Greece is not a common first choice for an international practice – neither as a base, nor as a site. There’s the inconsistencies of the physical and political infrastructures; the burden of an ancient culture with a golden age commonly seen as long past; the widespread acceptance of engineers undertaking design work; the repetitive urban and village typologies; and currently making headlines around the world, a government debt so dire that Greek sovereignty itself is debated.

Together, these problems mark a field of tension with oppositions that are real, weighty, unavoidable. Athenian firm Point Supreme Architects ground their practice on these very oppositions. As winners of Europan 10 Trondheim, this approach will be one to watch.

Australian architect Beth Hughes has chosen Greece and Point Supreme as her base, leaving Rotterdam in 2009 to partner with Konstantinos Pantazis and Marianna Rentzou. A graduate of UTS, Hughes worked with Lacoste+Stevenson Architects on their relocation of the Sydney City Library into Customs House at Circular Quay. Her interest in cultural sites continued through her leadership role on OMA’s Redevelopment of Commonwealth Institute, London. Hughes remained with Rem Koolhaas’ Office for Metropolitan Architecture for four years, and it was there that she met Pantazis and Rentzou.
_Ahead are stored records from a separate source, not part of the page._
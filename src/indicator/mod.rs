pub mod atr;
pub mod ema;
pub mod engine;
pub mod macd;
pub mod rsi;
pub mod sma;

pub use engine::{label_rows, IndicatorEngine, StandardIndicators};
Without Greek ancestry or language – and making the decision to stay within days of arriving in Athens – this was purely a practice-driven move for Hughes. “My main motivation for being in Greece is the collaboration,” she says. Point Supreme has a clearly articulated philosophy, with a strong emphasis on collaborative practice. Taking their name from André Breton’s second manifesto for surrealism, Point Supreme deliberately introduce oppositional elements into their work. This is not a dialectical move; they do not propose one resolution, but rather, they allow contradictions to coexist as something permanently constitutive of the spaces they create.

A delightful case in point is the Pizza Perez restaurant in Syracuse, Italy. Recognising pizza as a compositional problem with numerous elements, Point Supreme devote an entire wall to a modernist taxonomy of neat lines and coloured circles, with a reference guide matching colours to toppings. The design has the sophistication of a complex urban transit plan – and then, dominating the entire wall opposite: a zebra.

Their award-winning Europan entry Proscenium was praised by the jury for its “strong contrasts” and “surprising discoveries”: a centralised public space against a residential periphery; an exaggerated ramp as site level correction as well as public space access; a spiral amphitheatre doubling as a marketplace.

Back in Athens, Point Supreme’s projects consistently articulate their philosophy, engaging the contemporary condition directly. “There are very few people doing that here,” says Hughes; the burden of history and the even greater weight of the present are too readily rejected, while for Point Supreme they are imperative. Their student housing competition entry Metaxourgeio challenges the conventional low-rise apartment (πολυκατοικία) by creating much-needed Athenian public space at ground level, folding green space into the structure just as Proscenium’s ramp enfolds its communities. Their small-budget Six D.O.G.S., a café and artspace, challenges the πολυκατοικία horizontally instead of vertically, puncturing five ground-level spaces to create a single volume of multiple textures and possibilities.

Ongoing research such as Athens Representation, Legitimisation 1 and 2, and House Resale Value make Athens itself the site as well as the base of their work. Point Supreme challenge contemporary theorists, policy-makers and practitioners to take the Greek condition seriously as a productive field demanding timely, site-specific responses. “Our practice in another city would have generated architecture that was a foregone conclusion,” says Hughes. “We feel that in amongst this history and chaos interesting things can grow.”